What you have to do>
Among the entries below, find each line with "published" and show it.

[Data for review — start]

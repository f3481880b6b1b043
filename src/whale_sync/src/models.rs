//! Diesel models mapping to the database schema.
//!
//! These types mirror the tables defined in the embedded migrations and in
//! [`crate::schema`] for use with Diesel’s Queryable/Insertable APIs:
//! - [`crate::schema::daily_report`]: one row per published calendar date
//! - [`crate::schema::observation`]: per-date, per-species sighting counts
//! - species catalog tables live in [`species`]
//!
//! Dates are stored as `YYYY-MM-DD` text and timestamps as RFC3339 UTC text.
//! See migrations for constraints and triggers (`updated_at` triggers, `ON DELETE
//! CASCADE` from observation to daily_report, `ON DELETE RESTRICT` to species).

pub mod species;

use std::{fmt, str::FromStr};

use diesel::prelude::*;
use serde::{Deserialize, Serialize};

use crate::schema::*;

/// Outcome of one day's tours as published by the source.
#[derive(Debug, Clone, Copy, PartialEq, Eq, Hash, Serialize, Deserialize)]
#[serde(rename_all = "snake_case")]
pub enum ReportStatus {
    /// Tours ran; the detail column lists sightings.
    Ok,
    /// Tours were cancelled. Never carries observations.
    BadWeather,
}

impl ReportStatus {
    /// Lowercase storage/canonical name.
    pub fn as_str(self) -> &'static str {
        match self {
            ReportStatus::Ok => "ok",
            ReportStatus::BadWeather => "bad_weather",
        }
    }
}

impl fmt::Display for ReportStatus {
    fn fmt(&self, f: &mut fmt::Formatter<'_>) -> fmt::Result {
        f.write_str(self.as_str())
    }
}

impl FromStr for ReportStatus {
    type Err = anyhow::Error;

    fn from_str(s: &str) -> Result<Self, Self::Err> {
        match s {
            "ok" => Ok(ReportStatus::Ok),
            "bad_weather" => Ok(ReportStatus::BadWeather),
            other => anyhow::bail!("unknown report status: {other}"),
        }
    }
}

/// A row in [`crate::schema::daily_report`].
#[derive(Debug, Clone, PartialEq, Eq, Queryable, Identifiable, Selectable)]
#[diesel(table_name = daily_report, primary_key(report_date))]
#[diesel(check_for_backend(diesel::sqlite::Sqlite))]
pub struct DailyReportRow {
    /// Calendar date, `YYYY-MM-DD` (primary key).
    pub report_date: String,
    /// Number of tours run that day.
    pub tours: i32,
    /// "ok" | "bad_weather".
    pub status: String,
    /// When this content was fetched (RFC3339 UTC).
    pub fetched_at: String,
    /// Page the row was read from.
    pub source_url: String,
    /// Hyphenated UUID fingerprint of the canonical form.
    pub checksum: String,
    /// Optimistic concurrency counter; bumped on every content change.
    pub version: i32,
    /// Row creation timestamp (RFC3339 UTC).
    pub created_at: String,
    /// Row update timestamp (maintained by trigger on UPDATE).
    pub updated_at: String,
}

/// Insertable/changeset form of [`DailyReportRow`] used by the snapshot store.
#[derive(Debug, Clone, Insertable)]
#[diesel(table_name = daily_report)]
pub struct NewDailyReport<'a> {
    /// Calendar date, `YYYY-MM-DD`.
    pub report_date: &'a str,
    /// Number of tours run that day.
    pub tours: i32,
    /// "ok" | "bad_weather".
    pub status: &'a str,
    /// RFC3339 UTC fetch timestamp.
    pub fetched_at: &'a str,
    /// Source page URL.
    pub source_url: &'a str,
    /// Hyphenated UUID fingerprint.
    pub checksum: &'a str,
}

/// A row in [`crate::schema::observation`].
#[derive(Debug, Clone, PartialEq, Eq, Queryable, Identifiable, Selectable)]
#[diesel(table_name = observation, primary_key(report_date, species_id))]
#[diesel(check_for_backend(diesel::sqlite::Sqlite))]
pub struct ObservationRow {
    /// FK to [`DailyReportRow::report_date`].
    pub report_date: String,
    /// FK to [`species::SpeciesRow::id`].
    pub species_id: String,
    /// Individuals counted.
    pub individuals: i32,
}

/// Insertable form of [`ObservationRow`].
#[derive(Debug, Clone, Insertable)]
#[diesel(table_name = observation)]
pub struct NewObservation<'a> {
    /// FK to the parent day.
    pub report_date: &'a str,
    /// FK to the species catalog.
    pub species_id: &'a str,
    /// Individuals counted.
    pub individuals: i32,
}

[Data for review — finish]

Solution to the problem>
//! - [`crate::schema::daily_report`]: one row per published calendar date
/// Outcome of one day's tours as published by the source.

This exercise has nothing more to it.